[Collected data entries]
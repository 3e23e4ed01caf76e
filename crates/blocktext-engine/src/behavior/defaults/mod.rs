//! The default behavior set.
//!
//! Every synthetic event ships with a default that rewrites it down to
//! terminal mutations. Hosts override by registering their own behaviors at
//! a higher priority (or at equal priority, registered earlier).

mod blocks;
mod clipboard;
mod delete;
mod drag;
mod insert;
mod marks;
mod util;

use crate::behavior::Behavior;

pub fn default_behaviors() -> Vec<Behavior> {
    let mut all = Vec::new();
    all.extend(insert::behaviors());
    all.extend(delete::behaviors());
    all.extend(marks::behaviors());
    all.extend(blocks::behaviors());
    all.extend(clipboard::behaviors());
    all.extend(drag::behaviors());
    all
}
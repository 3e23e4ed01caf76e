//! Active-mark computation and mark inheritance.
//!
//! [`mark_state`] decides which marks newly inserted text carries. The
//! subtle part is annotation boundaries: an annotation must never silently
//! extend past where the author put it, unless the neighboring span is
//! genuinely the same annotation. Decorators have no such scoping, so plain
//! spans simply pass their marks on.

use std::collections::BTreeSet;

use crate::content::{Child, MarkDef, Span, TextBlock};
use crate::selectors::{focus_span, selected_blocks, selected_spans};
use crate::snapshot::Snapshot;

/// Result of the mark-inheritance computation.
///
/// `Unchanged` means typing continues the enclosing span's formatting;
/// `Changed` means insertion starts a new span carrying exactly `marks`.
#[derive(Debug, Clone, PartialEq)]
pub enum MarkState {
    Unchanged { marks: Vec<String> },
    Changed { marks: Vec<String> },
}

impl MarkState {
    pub fn marks(&self) -> &[String] {
        match self {
            MarkState::Unchanged { marks } | MarkState::Changed { marks } => marks,
        }
    }

    pub fn is_changed(&self) -> bool {
        matches!(self, MarkState::Changed { .. })
    }
}

fn mark_set(span: &Span) -> BTreeSet<&str> {
    span.marks.iter().map(String::as_str).collect()
}

fn same_marks(a: &Span, b: &Span) -> bool {
    mark_set(a) == mark_set(b)
}

/// Marks of `span` that reference a mark def on `block`, i.e. annotations
/// as opposed to decorators.
fn annotation_marks<'a>(block: &TextBlock, span: &'a Span) -> Vec<&'a str> {
    span.marks
        .iter()
        .map(String::as_str)
        .filter(|m| block.mark_def(m).is_some())
        .collect()
}

/// The neighboring span on the given side of child `c`, if the adjacent
/// child is a span at all.
fn neighbor_span(block: &TextBlock, c: usize, towards_start: bool) -> Option<&Span> {
    let n = if towards_start {
        c.checked_sub(1)?
    } else {
        c + 1
    };
    block.children.get(n).and_then(Child::as_span)
}

/// Which marks text inserted at the current selection should carry.
///
/// Expanded selections take the intersection across all covered spans; any
/// covered span with no marks forces an empty result. A collapsed caret
/// inside a non-empty annotated span looks at the caret's position within
/// the span and at the adjacent span to decide whether the annotation
/// continues or stops at its authored boundary.
pub fn mark_state(snap: &Snapshot) -> Option<MarkState> {
    let sel = snap.indexed_selection()?;
    if !sel.is_collapsed() {
        return expanded_mark_state(snap);
    }

    let focus = focus_span(snap)?;
    let block = snap.blocks()[focus.block_index].as_text()?;
    let span = focus.span;
    let offset = sel.focus.offset.min(span.len());
    let annotations = annotation_marks(block, span);

    if span.is_empty() || annotations.is_empty() {
        // Plain span: marks carry over, except that a caret sitting exactly
        // between two spans with identical mark sets starts a fresh span of
        // that shared set.
        let boundary_twin = (offset == 0
            && neighbor_span(block, focus.child_index, true)
                .is_some_and(|p| same_marks(p, span)))
            || (offset == span.len()
                && neighbor_span(block, focus.child_index, false)
                    .is_some_and(|n| same_marks(n, span)));
        if boundary_twin {
            return Some(MarkState::Changed {
                marks: span.marks.clone(),
            });
        }
        return Some(MarkState::Unchanged {
            marks: span.marks.clone(),
        });
    }

    if offset > 0 && offset < span.len() {
        // Strictly inside the annotated span: typing stays annotated.
        return Some(MarkState::Unchanged {
            marks: span.marks.clone(),
        });
    }

    let neighbor = neighbor_span(block, focus.child_index, offset == 0);
    let state = match neighbor {
        Some(n) if same_marks(n, span) => MarkState::Changed {
            marks: span.marks.clone(),
        },
        Some(n) if annotations.iter().all(|a| n.has_mark(a)) => {
            // Same annotation continues across the boundary; keep only what
            // both sides agree on.
            let shared: Vec<String> = span
                .marks
                .iter()
                .filter(|m| n.has_mark(m))
                .cloned()
                .collect();
            MarkState::Changed { marks: shared }
        }
        // Unrelated neighbor, or none: the annotation ends here.
        _ => MarkState::Changed { marks: Vec::new() },
    };
    Some(state)
}

fn expanded_mark_state(snap: &Snapshot) -> Option<MarkState> {
    let spans = selected_spans(snap);
    let first = spans.first()?;

    let mut intersection: BTreeSet<&str> = mark_set(first.span);
    let mut uniform = true;
    for touched in &spans[1..] {
        let set = mark_set(touched.span);
        if set != intersection {
            uniform = false;
        }
        intersection = intersection.intersection(&set).copied().collect();
    }

    let marks: Vec<String> = intersection.into_iter().map(String::from).collect();
    if uniform {
        Some(MarkState::Unchanged { marks })
    } else {
        Some(MarkState::Changed { marks })
    }
}

/// Marks a text insertion at the current selection should carry once the
/// snapshot's pending decorator overrides are applied on top of the
/// inherited state.
pub fn insertion_marks(snap: &Snapshot) -> Vec<String> {
    let mut marks: Vec<String> = mark_state(snap)
        .map(|s| s.marks().to_vec())
        .unwrap_or_default();
    for (decorator, on) in &snap.decorator_overrides {
        let present = marks.iter().any(|m| m == decorator);
        if *on && !present {
            marks.push(decorator.clone());
        } else if !*on && present {
            marks.retain(|m| m != decorator);
        }
    }
    marks
}

/// Decorators active at the current selection, in schema declaration order,
/// with pending overrides applied.
pub fn active_decorators(snap: &Snapshot) -> Vec<String> {
    let marks = insertion_marks(snap);
    snap.schema
        .decorators
        .iter()
        .filter(|d| marks.iter().any(|m| &m == d))
        .cloned()
        .collect()
}

/// Annotation payloads active across the whole selection: mark defs whose
/// key is carried by every covered span (or by the caret's span state).
pub fn active_annotations(snap: &Snapshot) -> Vec<&MarkDef> {
    let marks = mark_state(snap).map(|s| s.marks().to_vec()).unwrap_or_default();
    if marks.is_empty() {
        return Vec::new();
    }
    let mut out: Vec<&MarkDef> = Vec::new();
    for (_, block) in selected_blocks(snap) {
        let Some(text) = block.as_text() else { continue };
        for def in &text.mark_defs {
            if marks.iter().any(|m| m == def.key.as_str())
                && !out.iter().any(|d| d.key == def.key)
            {
                out.push(def);
            }
        }
    }
    out
}
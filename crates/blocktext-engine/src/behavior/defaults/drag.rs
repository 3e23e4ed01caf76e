//! Drag and drop behaviors.
//!
//! A drop inside the dragged range is consumed as a no-op (higher priority
//! than the real drop handler). A real drop inserts fresh-keyed copies of
//! the dragged blocks after the target block, then deletes the origin range
//! by key, so the order of the two steps cannot corrupt positions.

use crate::behavior::defaults::util::block_edge_selection;
use crate::behavior::{Action, Behavior, EventPattern};
use crate::content::Block;
use crate::event::{DeleteTarget, Event, EventKind, InsertBlockAt, Mutation};
use crate::selection::{
    Selection, point_to_indexed, selection_contains_point, selection_to_indexed,
    selection_to_keyed,
};

pub fn behaviors() -> Vec<Behavior> {
    vec![drag_start(), drop_inside_origin(), drop()]
}

fn drag_start() -> Behavior {
    Behavior::new(
        "drag.start",
        EventPattern::Exact(EventKind::DragStart),
        0,
        |snap, event| {
            let Event::DragStart { origin } = event else {
                return None;
            };
            // Keyed form survives edits made while the drag is in flight.
            Some(selection_to_keyed(snap.blocks(), origin).unwrap_or_else(|| origin.clone()))
        },
        |_, _, origin| {
            vec![Action::effect(move |host| {
                host.set_drag_origin(Some(origin));
            })]
        },
    )
}

fn drop_inside_origin() -> Behavior {
    Behavior::new(
        "drag.drop-inside-origin",
        EventPattern::Exact(EventKind::Drop),
        10,
        |snap, event| {
            let Event::Drop { origin, target } = event else {
                return None;
            };
            let origin = selection_to_indexed(snap.blocks(), &snap.index, origin)?;
            let target = point_to_indexed(snap.blocks(), &snap.index, target)?;
            if selection_contains_point(&origin, &target) {
                Some(())
            } else {
                None
            }
        },
        |_, _, ()| {
            // Dropping onto the dragged text moves nothing; just end the drag.
            vec![Action::effect(|host| host.set_drag_origin(None))]
        },
    )
}

struct DropPlan {
    copies: Vec<Block>,
    target_key: crate::content::Key,
    origin_keyed: Selection,
}

fn drop() -> Behavior {
    Behavior::new(
        "drag.drop",
        EventPattern::Exact(EventKind::Drop),
        0,
        |snap, event| {
            let Event::Drop { origin, target } = event else {
                return None;
            };
            let sliced = snap.with_selection(Some(origin.clone())).slice_selection();
            if sliced.is_empty() {
                return None;
            }
            let target = point_to_indexed(snap.blocks(), &snap.index, target)?;
            let target_block = snap.blocks().get(target.path.block_index()?)?;
            Some(DropPlan {
                copies: sliced.iter().map(Block::with_fresh_keys).collect(),
                target_key: target_block.key().clone(),
                origin_keyed: selection_to_keyed(snap.blocks(), origin)?,
            })
        },
        |_, _, plan| {
            let DropPlan {
                copies,
                target_key,
                origin_keyed,
            } = plan;
            let mut actions = Vec::new();
            let end = copies.last().map(|b| block_edge_selection(b, true));
            let mut at = InsertBlockAt::after(target_key);
            for block in copies {
                let key = block.key().clone();
                actions.push(Action::Raise(Event::from(Mutation::InsertBlock {
                    block,
                    at,
                })));
                at = InsertBlockAt::after(key);
            }
            actions.push(Action::Raise(Event::from(Mutation::Delete {
                target: DeleteTarget::Selection(origin_keyed),
            })));
            if let Some(end) = end {
                actions.push(Action::Raise(Event::from(end)));
            }
            actions.push(Action::effect(|host| host.set_drag_origin(None)));
            actions
        },
    )
}
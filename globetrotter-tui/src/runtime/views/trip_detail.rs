use crate::app::{App, ConfirmKind, View};
use crossterm::event::{KeyCode, KeyEvent};

use super::super::action_queue::{Action, ActionTx};
use super::enqueue_action;

pub(super) fn handle_trip_detail_key(key: KeyEvent, app: &mut App, action_tx: &ActionTx) {
    let Some(detail) = app.detail.as_ref() else {
        app.navigate_to(View::Dashboard);
        return;
    };
    let trip = detail.trip.clone();
    let stop = detail.selected_stop().map(|s| (s.id, s.city_name()));
    let item = detail.selected_activity().map(|a| (a.id, a.name()));

    match key.code {
        KeyCode::Char('j') | KeyCode::Down => app.select_next_stop(),
        KeyCode::Char('k') | KeyCode::Up => app.select_previous_stop(),
        KeyCode::Char('l') | KeyCode::Right => app.cycle_stop_activity(true),
        KeyCode::Char('h') | KeyCode::Left => app.cycle_stop_activity(false),
        KeyCode::Char('s') => app.open_city_picker(),
        KeyCode::Char('a') => {
            if let Some((stop_id, _)) = stop {
                app.open_activity_picker(stop_id);
                enqueue_action(action_tx, Action::LoadActivityCatalog);
            } else {
                app.set_status("Add a stop before adding activities");
            }
        }
        KeyCode::Char('d') => match (stop, item) {
            (Some((stop_id, _)), Some((item_id, name))) => app.open_confirm(
                ConfirmKind::RemoveStopActivity {
                    trip_id: trip.id,
                    stop_id,
                    item_id,
                },
                "Remove activity?",
                name,
            ),
            (Some((stop_id, city)), None) => app.open_confirm(
                ConfirmKind::DeleteStop {
                    trip_id: trip.id,
                    stop_id,
                },
                "Remove stop?",
                city,
            ),
            _ => {}
        },
        KeyCode::Char('D') => app.open_confirm(
            ConfirmKind::DeleteTrip { trip_id: trip.id },
            "Delete trip?",
            trip.name,
        ),
        KeyCode::Char('p') => enqueue_action(
            action_tx,
            Action::SetTripVisibility {
                trip_id: trip.id,
                public: !trip.is_public(),
            },
        ),
        KeyCode::Char('v') => {
            app.shared_trip_id = Some(trip.id);
            enqueue_action(action_tx, Action::LoadShared { trip_id: trip.id });
        }
        KeyCode::Char('t') => enqueue_action(action_tx, Action::OpenTimeline { trip_id: trip.id }),
        KeyCode::Char('b') => enqueue_action(action_tx, Action::OpenBudget { trip_id: trip.id }),
        KeyCode::Char('e') => app.open_edit_trip_form(&trip),
        KeyCode::Char('r') => enqueue_action(action_tx, Action::OpenTrip { trip_id: trip.id }),
        KeyCode::Esc => {
            app.navigate_to(View::Dashboard);
            enqueue_action(action_tx, Action::LoadDashboard);
        }
        KeyCode::Char('q') | KeyCode::Char('Q') => app.quit(),
        _ => {}
    }
}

* **Exercise**
Each line of the entries above that contains "crates" must be copied into the answer.

* **Solution**
filename crates/blocktext-engine/src/behavior/defaults/mod.rs
filename crates/blocktext-engine/src/behavior/defaults/drag.rs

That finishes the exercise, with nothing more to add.